Saúde faz novas orientações sobre combate à dengue

O Ministério da Saúde determina que uma vez estabelecido o quadro de Epidemia de dengue os casos notificados (suspeitos) da doença devem ser tratados como positivos. A orientação foi passada na manhã desta sexta-feira, 27 de março, pelo infectologista Rivaldo Venâncio da Cunha, doutor em Medicina Tropical do Instituto Oswaldo Cruz/Fiocruz. Ele se reuniu com o secretário Executivo de Saúde Pública de Corumbá, Cleber Colleone.

Rivaldo explicou que, de acordo com a recomendação do Ministério, somente cerca de 10% desses casos devem ser submetidos à coleta de sangue para diagnosticar ou não a dengue. Dentro desse percentual deve ser priorizado o atendimento aos idosos; gestantes; recém-nascidos e pessoas com doenças como diabetes; hipertensão arterial; asma ou bronquite, além daqueles casos de dengue com complicação ou hemorrágicos.

“Mesmo que o Brasil quisesse a sorologia, não existem kits em quantidade suficiente para testar todos os casos suspeitos. Os kits são importados pelo Ministério da Saúde que os distribui para os laboratórios centrais de algumas brasileiras”, afirmou o infectologista.

Nesta circunstância, de considerar os casos notificados como confirmados, a iniciativa permite uma ampliação do raio de ação do atendimento. “Dessa forma, serão priorizados aqueles pacientes com quadros clínicos mais graves ou com potencial de evoluir com maior gravidade, evitando-se, assim, possíveis mortes”, disse Rivaldo Venâncio.
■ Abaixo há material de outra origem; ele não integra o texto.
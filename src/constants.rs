/// File name and code constants shared across the converter and the lookup service.
/// Register file names follow the CBE open data extracts.

// Full load files
pub const ENTERPRISE_FILE: &str = "enterprise.csv";
pub const DENOMINATION_FILE: &str = "denomination.csv";
pub const ESTABLISHMENT_FILE: &str = "establishment.csv";
pub const CONTACT_FILE: &str = "contact.csv";
pub const ACTIVITY_FILE: &str = "activity.csv";
pub const ADDRESS_FILE: &str = "address.csv";
pub const CODE_FILE: &str = "code.csv";

// Differential update files
pub const ENTERPRISE_INSERT_FILE: &str = "enterprise_insert.csv";
pub const DENOMINATION_INSERT_FILE: &str = "denomination_insert.csv";
pub const ESTABLISHMENT_INSERT_FILE: &str = "establishment_insert.csv";
pub const CONTACT_INSERT_FILE: &str = "contact_insert.csv";
pub const ACTIVITY_INSERT_FILE: &str = "activity_insert.csv";
pub const ADDRESS_INSERT_FILE: &str = "address_insert.csv";

pub const ENTERPRISE_DELETE_FILE: &str = "enterprise_delete.csv";
pub const DENOMINATION_DELETE_FILE: &str = "denomination_delete.csv";
pub const ESTABLISHMENT_DELETE_FILE: &str = "establishment_delete.csv";
pub const CONTACT_DELETE_FILE: &str = "contact_delete.csv";
pub const ACTIVITY_DELETE_FILE: &str = "activity_delete.csv";
pub const ADDRESS_DELETE_FILE: &str = "address_delete.csv";

pub const DELETE_SUFFIX: &str = "_delete";
pub const ID_SUFFIX: &str = "_id";

// Output files
pub const FULL_OUTPUT: &str = "cbe.nt";
pub const CODES_OUTPUT: &str = "cbetypes.nt";
pub const UPDATE_OUTPUT: &str = "cbe-upd.nt";

pub const DEFAULT_BATCH_SIZE: usize = 10_000;

/// Denomination type of the official legal name
pub const LEGAL_NAME_CODE: &str = "001";

/// NACE version of the current activity classification
pub const CURRENT_NACE_VERSION: &str = "2008";
pub const PREVIOUS_NACE_VERSION: &str = "2003";

/// Country names used when the address has no explicit country (Belgian address)
pub const DEFAULT_COUNTRY_NL: &str = "België";
pub const DEFAULT_COUNTRY_FR: &str = "Belgique";

/// Calling code replacing the leading trunk prefix of phone numbers
pub const COUNTRY_CALLING_PREFIX: &str = "+32-";

// Public search page labels (Dutch interface)
pub const LABEL_ENTERPRISE_NUMBER: &str = "Ondernemingsnummer:";
pub const LABEL_ESTABLISHMENT_NUMBER: &str = "Vestigingseenheidsnummer:";
pub const LABEL_NAME: &str = "Naam:";
pub const LABEL_ABBREVIATION: &str = "Afkorting:";
pub const LABEL_EMAIL: &str = "E-mail:";
pub const LABEL_WEBSITE: &str = "Webadres:";
pub const LABEL_VAT_ACTIVITY: &str = "BTW 2008";
pub const LABEL_NSSO_ACTIVITY: &str = "RSZ 2008";

// Language markers following a name on the public search page
pub const MARKER_DUTCH: &str = "Nederlands";
pub const MARKER_FRENCH: &str = "Frans";
pub const MARKER_GERMAN: &str = "Duits";
pub const MARKER_ENGLISH: &str = "Engels";
use super::html::CbePage;
use super::{EntityKey, EntityKind, EntitySource};
use crate::config::ServerConfig;
use crate::error::{CbeError, Result};
use crate::mapping::MapperRegistry;
use async_trait::async_trait;
use oxrdf::Triple;
use reqwest::StatusCode;
use std::sync::Arc;
use std::time::Duration;
use tracing::{debug, instrument};

const ORGANIZATION_PAGE: &str = "toonondernemingps.html?ondernemingsnummer=";
const SITE_PAGE: &str = "toonvestigingps.html?vestigingsnummer=";

/// Reads the public search page of an entity and maps it like a register row
pub struct UpstreamSource {
    client: reqwest::Client,
    base_url: String,
    registry: Arc<MapperRegistry>,
}

impl UpstreamSource {
    pub fn new(config: &ServerConfig, registry: Arc<MapperRegistry>) -> Result<Self> {
        let client = reqwest::Client::builder()
            .timeout(Duration::from_secs(config.timeout_seconds))
            .user_agent(config.user_agent.as_str())
            .build()?;
        Ok(Self {
            client,
            base_url: config.upstream_url.trim_end_matches('/').to_string(),
            registry,
        })
    }

    pub fn page_url(&self, key: &EntityKey) -> String {
        let page = match key.kind() {
            EntityKind::Organization => ORGANIZATION_PAGE,
            EntityKind::Site => SITE_PAGE,
        };
        format!("{}/{}{}", self.base_url, page, key.digits())
    }

    /// Statements of a parsed page, in the same shape as the bulk conversion
    pub fn page_triples(&self, page: &CbePage) -> Vec<Triple> {
        let mut triples: Vec<Triple> = Vec::new();
        for (kind, row) in page.to_rows() {
            for triple in self.registry.map(kind, &row) {
                if !triples.contains(&triple) {
                    triples.push(triple);
                }
            }
        }
        triples
    }
}

#[async_trait]
impl EntitySource for UpstreamSource {
    fn name(&self) -> &str {
        "upstream"
    }

    #[instrument(skip(self), fields(key = %key.digits()))]
    async fn describe(&self, key: &EntityKey) -> Result<Option<Vec<Triple>>> {
        let url = self.page_url(key);
        debug!("Fetching {}", url);

        let response = self.client.get(&url).send().await?;
        match response.status() {
            StatusCode::NOT_FOUND => return Ok(None),
            status if !status.is_success() => {
                return Err(CbeError::Upstream {
                    message: format!("{} answered {}", url, status),
                })
            }
            _ => {}
        }

        let body = response.text().await?;
        let page = CbePage::parse(&body);
        if page.id.is_none() {
            return Ok(None);
        }
        let triples = self.page_triples(&page);
        Ok(if triples.is_empty() { None } else { Some(triples) })
    }
}
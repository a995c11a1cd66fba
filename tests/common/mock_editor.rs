//! Recording value editor

#![allow(dead_code)]

use async_trait::async_trait;
use escargo::error::{Error, Result};
use escargo::patch::{EditOutput, ValueEdit, ValueEditor};
use std::sync::Mutex;

/// Editor stub that records applied edits and optionally rewrites the file
#[derive(Default)]
pub struct MockEditor {
    applied: Mutex<Vec<ValueEdit>>,
    replacement: Option<String>,
    fail: bool,
    missing: bool,
}

impl MockEditor {
    /// Records edits, leaves the file untouched
    pub fn new() -> Self {
        Self::default()
    }

    /// Overwrites the file with `contents` on apply
    pub fn writing(contents: &str) -> Self {
        Self {
            replacement: Some(contents.to_string()),
            ..Self::default()
        }
    }

    /// Fails every apply with a non-zero exit
    pub fn failing() -> Self {
        Self {
            fail: true,
            ..Self::default()
        }
    }

    /// Not installed: lookup fails with `EditorNotFound`
    pub fn missing() -> Self {
        Self {
            missing: true,
            ..Self::default()
        }
    }

    /// Edits applied so far
    pub fn applied(&self) -> Vec<ValueEdit> {
        self.applied.lock().unwrap().clone()
    }
}

#[async_trait]
impl ValueEditor for MockEditor {
    fn describe(&self, edit: &ValueEdit) -> String {
        format!("mock-yq -i '{}' {}", edit.expression(), edit.file_path)
    }

    fn locate(&self) -> Result<String> {
        if self.missing {
            return Err(Error::EditorNotFound("mock-yq".to_string()));
        }
        Ok("/usr/bin/mock-yq".to_string())
    }

    async fn apply(&self, edit: &ValueEdit) -> Result<EditOutput> {
        self.applied.lock().unwrap().push(edit.clone());
        if self.fail {
            return Err(Error::EditorFailed {
                status: "exit status: 1".to_string(),
                output: "Error: bad expression".to_string(),
            });
        }
        if let Some(ref contents) = self.replacement {
            std::fs::write(&edit.file_path, contents)?;
        }
        Ok(EditOutput::default())
    }
}
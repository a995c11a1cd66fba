//! CLI progress callback

use crate::cli::style::{Stylize, check, spinner_style};
use anstream::{eprintln, println};
use async_trait::async_trait;
use escargo::submit::{Phase, ProgressCallback};
use escargo::types::{MergeReadiness, MergeRequest};
use indicatif::ProgressBar;
use std::sync::Mutex;
use std::time::Duration;

/// CLI progress callback that prints to stdout
///
/// Shows a spinner on stderr while waiting for merge readiness.
pub struct CliProgress {
    spinner: Mutex<Option<ProgressBar>>,
}

impl CliProgress {
    /// Create a progress printer
    pub const fn new() -> Self {
        Self {
            spinner: Mutex::new(None),
        }
    }

    fn start_spinner(&self) {
        let spinner = ProgressBar::new_spinner();
        spinner.set_style(spinner_style());
        spinner.set_message("Waiting for merge request to become mergeable...");
        spinner.enable_steady_tick(Duration::from_millis(80));
        if let Ok(mut slot) = self.spinner.lock() {
            *slot = Some(spinner);
        }
    }

    fn stop_spinner(&self) {
        if let Ok(mut slot) = self.spinner.lock()
            && let Some(spinner) = slot.take()
        {
            spinner.finish_and_clear();
        }
    }

    fn spinner(&self) -> Option<ProgressBar> {
        self.spinner.lock().ok().and_then(|slot| slot.clone())
    }
}

#[async_trait]
impl ProgressCallback for CliProgress {
    async fn on_phase(&self, phase: Phase) {
        match phase {
            Phase::Start => {}
            Phase::Aborted => println!("{} {phase}", "-".muted()),
            Phase::Approved => {
                println!("{} {phase}", check());
                self.start_spinner();
            }
            Phase::MergeReady => {
                self.stop_spinner();
                println!("{} {phase}", check());
            }
            _ => println!("{} {phase}", check()),
        }
    }

    async fn on_merge_request(&self, mr: &MergeRequest) {
        println!("  {} !{}", "Merge request".muted(), mr.iid);
        println!("    {}", mr.web_url.accent());
    }

    async fn on_merge_status(&self, attempt: u32, readiness: &MergeReadiness) {
        if readiness.is_ready() {
            return;
        }
        let line = format!(
            "warning: MergeStatus is: {readiness}, retrying ... (check {attempt})"
        );
        match self.spinner() {
            Some(spinner) => spinner.suspend(|| eprintln!("{}", line.warn())),
            None => eprintln!("{}", line.warn()),
        }
    }

    async fn on_message(&self, message: &str) {
        println!("{message}");
    }
}

impl Drop for CliProgress {
    fn drop(&mut self) {
        self.stop_spinner();
    }
}
//! Change submission engine
//!
//! Carries a patched values file upstream:
//! 1. Branch - drop any stale working branch, create a fresh one
//! 2. Commit - push the file, abort if the diff is empty
//! 3. Merge - open, approve, wait for readiness, merge

mod execute;
mod poll;
mod progress;

pub use execute::{
    SubmissionOutcome, build_file_update, commit_change, ensure_non_empty_diff,
    open_merge_request, remove_stale_branch, submit_change,
};
pub use poll::{
    DEFAULT_INTERVAL, DEFAULT_MAX_ATTEMPTS, DEFAULT_MAX_INTERVAL, PollPolicy,
    wait_until_mergeable,
};
pub use progress::{NoopProgress, Phase, ProgressCallback};
//! Test fixtures

#![allow(dead_code)]

use escargo::submit::PollPolicy;
use escargo::types::{Branch, ChangeRequest, FileDiff, MergeRequest};
use std::path::Path;
use std::time::Duration;

/// Change request for `image.tag = v2` in `path`
pub fn change_request(path: &Path) -> ChangeRequest {
    ChangeRequest {
        file_path: path.display().to_string(),
        value_path: "image.tag".to_string(),
        new_value: "v2".to_string(),
        target_branch: "main".to_string(),
        branch_prefix: "escargo/".to_string(),
    }
}

/// Write a small values file and return its directory guard and path
pub fn values_file(contents: &str) -> (tempfile::TempDir, std::path::PathBuf) {
    let dir = tempfile::tempdir().expect("create temp dir");
    let path = dir.path().join("values.yaml");
    std::fs::write(&path, contents).expect("write values file");
    (dir, path)
}

/// Poll policy with millisecond delays for tests
pub fn fast_poll(max_attempts: u32) -> PollPolicy {
    PollPolicy {
        max_attempts,
        interval: Duration::from_millis(1),
        max_interval: Duration::from_millis(5),
        backoff: 1.0,
    }
}

/// Branch with the given name
pub fn make_branch(name: &str) -> Branch {
    Branch {
        name: name.to_string(),
    }
}

/// A one-file diff
pub fn make_diff(path: &str) -> FileDiff {
    FileDiff {
        old_path: path.to_string(),
        new_path: path.to_string(),
        diff: "@@ -1 +1 @@\n-  tag: v1\n+  tag: \"v2\"\n".to_string(),
    }
}

/// Merge request as the mock host reports it
pub fn make_mr(iid: u64, source: &str, target: &str, title: &str) -> MergeRequest {
    MergeRequest {
        id: 1000 + iid,
        iid,
        web_url: format!("https://gitlab.example.com/group/app/-/merge_requests/{iid}"),
        source_branch: source.to_string(),
        target_branch: target.to_string(),
        title: title.to_string(),
    }
}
O secretário Executivo de Saúde Pública, Cleber Colleone, reforçou que a Prefeitura de Corumbá, através de equipes da própria Secretaria, desenvolve um intenso trabalho para eliminar 100% dos criadouros do mosquito Aedes Aegypti, transmissor da dengue. A ação percorre todos os bairros da cidade.

No serviço, são utilizados o carro fumacê para a borrifação de inseticida e bombas costais pelos agentes de saúde e endemias. A Prefeitura disponibilizou o disque dengue através do 0800 647 2255, para atender a população, inclusive em casos de denúncias.

Colleone reiterou o apelo aos moradores de Corumbá. “Essa batalha somente será vencida se todos corumbaenses atuarem unidos com o Poder Público, afinal de contas, o mosquito vive e se reproduz dentro dos domicílios e nos quintais”.